> [REQUIRED ACTION]
Print, exactly as they stand, the lines from the start of the listing to the line containing "program is distributed", inclusive.

> [MATERIAL PROVIDED]
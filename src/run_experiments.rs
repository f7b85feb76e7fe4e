// SATEXP: Batch Experiments and Forwarding State Analysis for Satellite Network Simulations
// Copyright (C) 2024-2025 Roland Schmid <roschmi@ethz.ch> and Tibor Schneider <sctibor@ethz.ch>
//
// This program is free software: you can redistribute it and/or modify
// it under the terms of the GNU General Public License as published by
// the Free Software Foundation, either version 3 of the License, or
// (at your option) any later version.
//
// This program is distributed in the hope that it will be useful,
// but WITHOUT ANY WARRANTY; without even the implied warranty of
// MERCHANTABILITY or FITNESS FOR A PARTICULAR PURPOSE.  See the
// GNU General Public License for more details.
//
// You should have received a copy of the GNU General Public License
// along with this program.  If not, see <http://www.gnu.org/licenses/>.
use std::{path::PathBuf, process::ExitCode, time::Duration};

use anyhow::{Context, Result};
use clap::Parser;

use satexp::{
    experiments::{build_run_list, load_config, ExperimentConfig, Filter, RUNS_DIR},
    scheduler::{
        jobs_for_runs, JobLayout, JobScheduler, SchedulerConfig, SchedulerError, ScreenRunner,
    },
    util::{self, PathBufExt},
};
use satexp_utils::{local_shell, other::get_timestamp};

#[derive(Parser, Debug)]
#[command(about, long_about = None)]
/// Compile the simulator and execute all generated runs, each in its own detached screen session.
struct Args {
    /// Experiment configuration (json). Uses the built-in defaults if omitted.
    #[arg(short, long)]
    config: Option<PathBuf>,
    /// Root directory of the simulator. All commands are executed in this directory.
    #[arg(short, long, default_value = "../../")]
    simulator_root: PathBuf,
    /// Experiment directory, relative to the simulator root.
    #[arg(short, long, default_value = "experiments/a_b")]
    experiment_dir: PathBuf,
    /// Maximum number of simulations running at the same time.
    #[arg(short = 'j', long, default_value_t = 4)]
    max_parallel: usize,
    /// Seconds between two polls of the active sessions.
    #[arg(long, default_value_t = 2)]
    poll_interval: u64,
    /// Seconds to wait after launching a simulation.
    #[arg(long, default_value_t = 10)]
    launch_delay: u64,
    /// Only execute runs whose name contains this string.
    #[arg(short, long, default_value = "")]
    filter: String,
    /// Only execute runs whose name ends with this string.
    #[arg(long = "filter-end", default_value = "")]
    filter_end: String,
    /// Command building (and running) the simulator.
    #[arg(long, default_value = "./waf")]
    build_command: String,
}

#[tokio::main(flavor = "current_thread")]
async fn main() -> Result<ExitCode> {
    if let Err(e) = util::init_logging() {
        eprintln!("Cannot initialize logging: {e}");
    }

    let args = Args::parse();

    let config = match &args.config {
        Some(path) => {
            load_config(path).with_context(|| format!("cannot load the configuration {path:?}"))?
        }
        None => ExperimentConfig::default(),
    };
    let filter = Filter {
        name: args.filter,
        name_end: args.filter_end,
    };
    let runs: Vec<_> = build_run_list(&config)
        .context("invalid experiment configuration")?
        .into_iter()
        .filter(|run| filter.matches(run))
        .collect();
    log::info!("Selected {} runs", runs.len());

    let layout = JobLayout {
        simulator_root: args.simulator_root,
        experiment_dir: args.experiment_dir,
        build_command: args.build_command,
    };
    let runs_dir = layout.simulator_root.join(&layout.experiment_dir).then(RUNS_DIR);
    local_shell::make_full_dir(&runs_dir).with_context(|| format!("cannot create {runs_dir:?}"))?;

    let mut scheduler = JobScheduler::new(
        ScreenRunner::default(),
        SchedulerConfig {
            max_parallel: args.max_parallel,
            poll_interval: Duration::from_secs(args.poll_interval),
            launch_delay: Duration::from_secs(args.launch_delay),
            ..Default::default()
        },
    );

    // refuse to touch any log directory while other sessions are running.
    if let Err(e) = scheduler.check_no_stale_sessions().await {
        return stale_or_fail(e);
    }
    for run in &runs {
        layout
            .prepare_log_dir(run)
            .with_context(|| format!("cannot prepare the log directory of {}", run.name))?;
    }

    let report = match scheduler
        .run_all(layout.prepare_job(), jobs_for_runs(&layout, &runs))
        .await
    {
        Ok(report) => report,
        Err(e) => return stale_or_fail(e),
    };
    log::info!(
        "Executed {} runs in {:?} (at most {} sessions observed)",
        report.jobs.len(),
        report.duration,
        report.peak_active
    );

    let report_path = runs_dir.then_ts("scheduler_report_{}.json", &get_timestamp());
    std::fs::write(&report_path, serde_json::to_string_pretty(&report)?)
        .with_context(|| format!("cannot write {report_path:?}"))?;

    Ok(ExitCode::SUCCESS)
}

fn stale_or_fail(e: SchedulerError) -> Result<ExitCode> {
    match e {
        SchedulerError::StaleSessions(_) => {
            println!("{e}");
            Ok(ExitCode::FAILURE)
        }
        e => Err(e.into()),
    }
}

> [ANSWER TO THIS TASK]
filename src/run_experiments.rs
repository f7b85feb76e7fe4e
// SATEXP: Batch Experiments and Forwarding State Analysis for Satellite Network Simulations
// Copyright (C) 2024-2025 Roland Schmid <roschmi@ethz.ch> and Tibor Schneider <sctibor@ethz.ch>
//
// This program is free software: you can redistribute it and/or modify
// it under the terms of the GNU General Public License as published by
// the Free Software Foundation, either version 3 of the License, or
// (at your option) any later version.
//
// This program is distributed in the hope that it will be useful,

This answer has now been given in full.